Перемены, главные для состояния современной поэзии, произошли с теми, кто начал не вчера и не десять лет назад, кто пережил эти десять лет, даже если порой хотелось замолчать, если подталкивали к молчанию, убеждая в том, что ваше время кончилось. Инна Лиснянская, Олег Чухонцев, Евгений Рейн, Александр Кушнер, Татьяна Бек, Олеся Николаева, Сергей Гандлевский… А с ними те новые имена, которые нередко впервые были серьезно заявлены на страницах “Ариона”.
Никто из них не остался таким же, каким был десять лет назад. Многие прошли полосу молчания и пережили усталость от слова, невозможность говорения, сопутствующую времени:
Век-заложник, каинова печать
на устах и на раменах.
Можно все взорвать и опять начать,
можно все, но убивец страх…
Я хочу, я пытаюсь сказаться, но
вырывается из горла хрип,
как из чайника, выкипевшего давно
до нутра, и металл горит.
Это одно из новых стихотворений долго молчавшего Олега Чухонцева (2003, №1), и вдруг — несколько подборок, прошедших по журналам обещанием новой книги.
Каинова печать, рамена, горение металла, горло, в котором замирает, нет, не божественный глагол, а хрип, горло, обернувшееся горлышком выкипевшего чайника. Полистилистика?
Формально — да. По сути же этого, формального, слова недостаточно. “Можно все взорвать”, можно, конечно, провозгласить конец всему и по новой — начало всего, но “убивец страх”… Страх от боязни вседозволенности, от того, что “можно все”. Остается, преодолевая себя, преодолевая страх, — сказаться не хрипом, а словом.

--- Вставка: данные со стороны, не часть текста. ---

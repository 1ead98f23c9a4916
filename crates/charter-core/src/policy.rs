//! Safety policy: the constitutional parameter set.
//!
//! Every numeric threshold the kernel enforces lives here. The policy is
//! an immutable value passed explicitly to handlers and the tick engine;
//! there is no global configuration.

use rust_decimal::Decimal;
use serde::{Deserialize, Serialize};

/// Budget balance enforcement mode.
///
/// Only strict (zero-sum) balancing is supported; the variant exists so
/// the mode is explicit in configuration and payloads.
#[derive(Debug, Clone, Copy, PartialEq, Eq, Default, Serialize, Deserialize)]
#[serde(rename_all = "SCREAMING_SNAKE_CASE")]
pub enum BalanceMode {
    /// Total allocated must equal the budget total at all times.
    #[default]
    Strict,
}

/// Default visibility for delegation edges.
#[derive(Debug, Clone, Copy, PartialEq, Eq, Default, Serialize, Deserialize)]
#[serde(rename_all = "snake_case")]
pub enum Visibility {
    /// Visible to the two actors only.
    #[default]
    Private,
    /// Visible within the owning organisation.
    OrgOnly,
    /// Publicly visible.
    Public,
}

/// Per-flex-class step-size ceilings for budget adjustments.
///
/// Ceilings are exact decimals so the boundary (`5.000000%` accepted,
/// `5.000001%` rejected) holds without epsilon.
#[derive(Debug, Clone, PartialEq, Eq, Serialize, Deserialize)]
pub struct FlexLimits {
    /// Ceiling for `CRITICAL` items.
    #[serde(default = "default_critical_limit")]
    pub critical: Decimal,
    /// Ceiling for `IMPORTANT` items.
    #[serde(default = "default_important_limit")]
    pub important: Decimal,
    /// Ceiling for `ASPIRATIONAL` items.
    #[serde(default = "default_aspirational_limit")]
    pub aspirational: Decimal,
}

fn default_critical_limit() -> Decimal {
    Decimal::new(5, 2) // 0.05
}

fn default_important_limit() -> Decimal {
    Decimal::new(15, 2) // 0.15
}

fn default_aspirational_limit() -> Decimal {
    Decimal::new(50, 2) // 0.50
}

impl Default for FlexLimits {
    fn default() -> Self {
        Self {
            critical: default_critical_limit(),
            important: default_important_limit(),
            aspirational: default_aspirational_limit(),
        }
    }
}

/// Immutable constitutional safety parameters.
///
/// Defaults are the conservative thresholds the system ships with;
/// operators override them through the configuration surface, never at
/// runtime.
#[derive(Debug, Clone, PartialEq, Serialize, Deserialize)]
pub struct SafetyPolicy {
    /// Gini warning threshold for delegation concentration.
    #[serde(default = "default_delegation_gini_warn")]
    pub delegation_gini_warn: f64,

    /// Gini halt threshold for delegation concentration.
    #[serde(default = "default_delegation_gini_halt")]
    pub delegation_gini_halt: f64,

    /// Warning threshold for the maximum in-degree of a single actor.
    #[serde(default = "default_in_degree_warn")]
    pub delegation_in_degree_warn: u64,

    /// Halt threshold for the maximum in-degree of a single actor.
    #[serde(default = "default_in_degree_halt")]
    pub delegation_in_degree_halt: u64,

    /// Maximum delegation TTL in days.
    #[serde(default = "default_max_ttl_days")]
    pub max_delegation_ttl_days: u32,

    /// Default visibility for new delegation edges.
    #[serde(default)]
    pub delegation_visibility_default: Visibility,

    /// Step-size ceilings by flex class.
    #[serde(default)]
    pub budget_flex_limits: FlexLimits,

    /// Budget balance enforcement mode.
    #[serde(default)]
    pub budget_balance_mode: BalanceMode,

    /// Gini warning threshold for supplier concentration.
    #[serde(default = "default_supplier_gini_warn")]
    pub supplier_gini_warn: f64,

    /// Gini halt threshold for supplier concentration.
    #[serde(default = "default_supplier_gini_halt")]
    pub supplier_gini_halt: f64,

    /// Default checkpoint schedule (days after activation) offered to
    /// laws that do not specify their own.
    #[serde(default = "default_checkpoints")]
    pub default_checkpoints: Vec<u32>,

    /// Latest permitted first checkpoint, in days, for laws classified
    /// irreversible.
    #[serde(default = "default_irreversible_first_checkpoint")]
    pub irreversible_first_checkpoint_max_days: u32,
}

fn default_delegation_gini_warn() -> f64 {
    0.55
}

fn default_delegation_gini_halt() -> f64 {
    0.70
}

const fn default_in_degree_warn() -> u64 {
    500
}

const fn default_in_degree_halt() -> u64 {
    2000
}

const fn default_max_ttl_days() -> u32 {
    365
}

fn default_supplier_gini_warn() -> f64 {
    0.3
}

fn default_supplier_gini_halt() -> f64 {
    0.5
}

fn default_checkpoints() -> Vec<u32> {
    vec![30, 90, 180, 365]
}

const fn default_irreversible_first_checkpoint() -> u32 {
    30
}

impl Default for SafetyPolicy {
    fn default() -> Self {
        Self {
            delegation_gini_warn: default_delegation_gini_warn(),
            delegation_gini_halt: default_delegation_gini_halt(),
            delegation_in_degree_warn: default_in_degree_warn(),
            delegation_in_degree_halt: default_in_degree_halt(),
            max_delegation_ttl_days: default_max_ttl_days(),
            delegation_visibility_default: Visibility::default(),
            budget_flex_limits: FlexLimits::default(),
            budget_balance_mode: BalanceMode::default(),
            supplier_gini_warn: default_supplier_gini_warn(),
            supplier_gini_halt: default_supplier_gini_halt(),
            default_checkpoints: default_checkpoints(),
            irreversible_first_checkpoint_max_days: default_irreversible_first_checkpoint(),
        }
    }
}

Формально — полистилистика. По сути — метафизическое ощущение жизни, протекающей здесь и сейчас, но имеющей смысл лишь ввиду несиюминутной иерархии ценностей. Поэтическое напоминание о ней дается с трудом. Слово проговаривается с усилием и звучит не так гулко, как бывало. Сегодня само достоинство поэзии определяется в процессе выбора — между полистилистической вседозволенностью и метафизической затрудненностью речи.